• **Aim of the task**: Please set the lines down again exactly, from the top of the entries through the line that contains "use std::hash::Hash;".

• **Data excerpts**:
=== Begin Enclosure ===
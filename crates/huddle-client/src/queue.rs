//! FIFO operation serialization
//!
//! Negotiations on the same stream must not interleave. Each stream id gets
//! an [`OperationSerializer`]; operations on different streams run
//! concurrently.

use std::collections::HashMap;
use std::future::Future;
use std::hash::Hash;
use std::sync::{Arc, PoisonError};
use tokio::sync::Mutex;

/// Runs submitted operations one at a time, in submission order
#[derive(Debug, Default)]
pub struct OperationSerializer {
    // tokio's Mutex is fair: waiters are woken in FIFO order
    turn: Mutex<()>,
}

impl OperationSerializer {
    pub fn new() -> Self {
        Self::default()
    }

    /// Run `operation` once every earlier operation has finished.
    /// The operation is not polled before its turn.
    pub async fn enqueue<F, T>(&self, operation: F) -> T
    where
        F: Future<Output = T>,
    {
        let _turn = self.turn.lock().await;
        operation.await
    }

    pub fn is_idle(&self) -> bool {
        self.turn.try_lock().is_ok()
    }
}

/// One serializer per key, created on demand and dropped when unused
#[derive(Debug)]
pub struct SerializerMap<K> {
    serializers: std::sync::Mutex<HashMap<K, Arc<OperationSerializer>>>,
}

impl<K> Default for SerializerMap<K> {
    fn default() -> Self {
        Self {
            serializers: std::sync::Mutex::new(HashMap::new()),
        }
    }
}

impl<K: Eq + Hash + Clone> SerializerMap<K> {
    pub fn new() -> Self {
        Self::default()
    }

    pub fn get(&self, key: &K) -> Arc<OperationSerializer> {
        let mut serializers = self
            .serializers
            .lock()
            .unwrap_or_else(PoisonError::into_inner);
        serializers.entry(key.clone()).or_default().clone()
    }

    /// Run `operation` on the serializer for `key`
    pub async fn enqueue<F, T>(&self, key: K, operation: F) -> T
    where
        F: Future<Output = T>,
    {
        let serializer = self.get(&key);
        let output = serializer.enqueue(operation).await;
        drop(serializer);
        self.prune(&key);
        output
    }

    pub fn len(&self) -> usize {
        self.serializers
            .lock()
            .unwrap_or_else(PoisonError::into_inner)
            .len()
    }

    pub fn is_empty(&self) -> bool {
        self.len() == 0
    }

    fn prune(&self, key: &K) {
        let mut serializers = self
            .serializers
            .lock()
            .unwrap_or_else(PoisonError::into_inner);
        let unused = serializers
            .get(key)
            .is_some_and(|serializer| Arc::strong_count(serializer) == 1);
        if unused {
            serializers.remove(key);
        }
    }
}
use huddle_protocol::{IceServer, IceTransportPolicy};
use serde::{Deserialize, Serialize};
use std::time::Duration;

use crate::error::Result;
use crate::signaling::RetryPolicy;

/// Engine configuration.
///
/// Loaded from an optional `huddle.toml` and `HUDDLE_*` environment
/// variables; nested keys use a double underscore (`HUDDLE_RETRY__RETRIES`).
/// Values left unset fall back to the token's claims or built-in defaults.
#[derive(Debug, Clone, Serialize, Deserialize)]
#[serde(default)]
pub struct EngineConfig {
    /// Overrides the signaling URL carried in the token
    pub signaling_url: Option<String>,
    pub request_timeout_ms: u64,
    pub retry: RetryPolicy,
    /// Replaces the token's ICE servers when non-empty
    pub ice_servers: Vec<IceServer>,
    pub ice_transport_policy: Option<IceTransportPolicy>,
}

impl Default for EngineConfig {
    fn default() -> Self {
        Self {
            signaling_url: None,
            request_timeout_ms: 10_000,
            retry: RetryPolicy::default(),
            ice_servers: Vec::new(),
            ice_transport_policy: None,
        }
    }
}

impl EngineConfig {
    pub fn load() -> Result<Self> {
        Self::load_from("huddle")
    }

    /// Load from `<name>.toml` (optional) overlaid with the environment
    pub fn load_from(name: &str) -> Result<Self> {
        let config = config::Config::builder()
            .add_source(config::File::with_name(name).required(false))
            .add_source(config::Environment::with_prefix("HUDDLE").separator("__"))
            .build()?;

        Ok(config.try_deserialize()?)
    }

    pub fn from_toml(toml: &str) -> Result<Self> {
        let config = config::Config::builder()
            .add_source(config::File::from_str(toml, config::FileFormat::Toml))
            .build()?;

        Ok(config.try_deserialize()?)
    }

    pub fn request_timeout(&self) -> Duration {
        Duration::from_millis(self.request_timeout_ms)
    }
}

#[cfg(test)]
mod tests {
    use super::*;

    #[test]
    fn test_defaults() {
        let config = EngineConfig::default();
        assert_eq!(config.request_timeout(), Duration::from_secs(10));
        assert_eq!(config.retry.retries, 10);
        assert!(config.signaling_url.is_none());
    }

    #[test]
    fn test_from_toml_overrides() {
        let config = EngineConfig::from_toml(
            r#"
            signaling_url = "wss://sfu.example.com/ws"
            request_timeout_ms = 2500
            ice_transport_policy = "relay"

            [retry]
            retries = 3

            [[ice_servers]]
            urls = "turn:turn.example.com:3478"
            username = "u"
            credential = "p"
            "#,
        )
        .unwrap();

        assert_eq!(config.signaling_url.as_deref(), Some("wss://sfu.example.com/ws"));
        assert_eq!(config.request_timeout(), Duration::from_millis(2500));
        assert_eq!(config.retry.retries, 3);
        assert_eq!(config.retry.min_timeout_ms, 1000);
        assert_eq!(config.ice_transport_policy, Some(IceTransportPolicy::Relay));
        assert_eq!(config.ice_servers[0].urls, vec!["turn:turn.example.com:3478"]);
    }

    #[test]
    fn test_missing_file_is_fine() {
        let config = EngineConfig::load_from("does-not-exist-huddle").unwrap();
        assert_eq!(config.retry.factor, 1.5);
    }
}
=== End Enclosure ===
• **Exercise solution**:
filename crates/huddle-client/src/queue.rs
//! FIFO operation serialization
//!
//! Negotiations on the same stream must not interleave. Each stream id gets
//! an [`OperationSerializer`]; operations on different streams run
//! concurrently.

use std::collections::HashMap;
use std::future::Future;
use std::hash::Hash;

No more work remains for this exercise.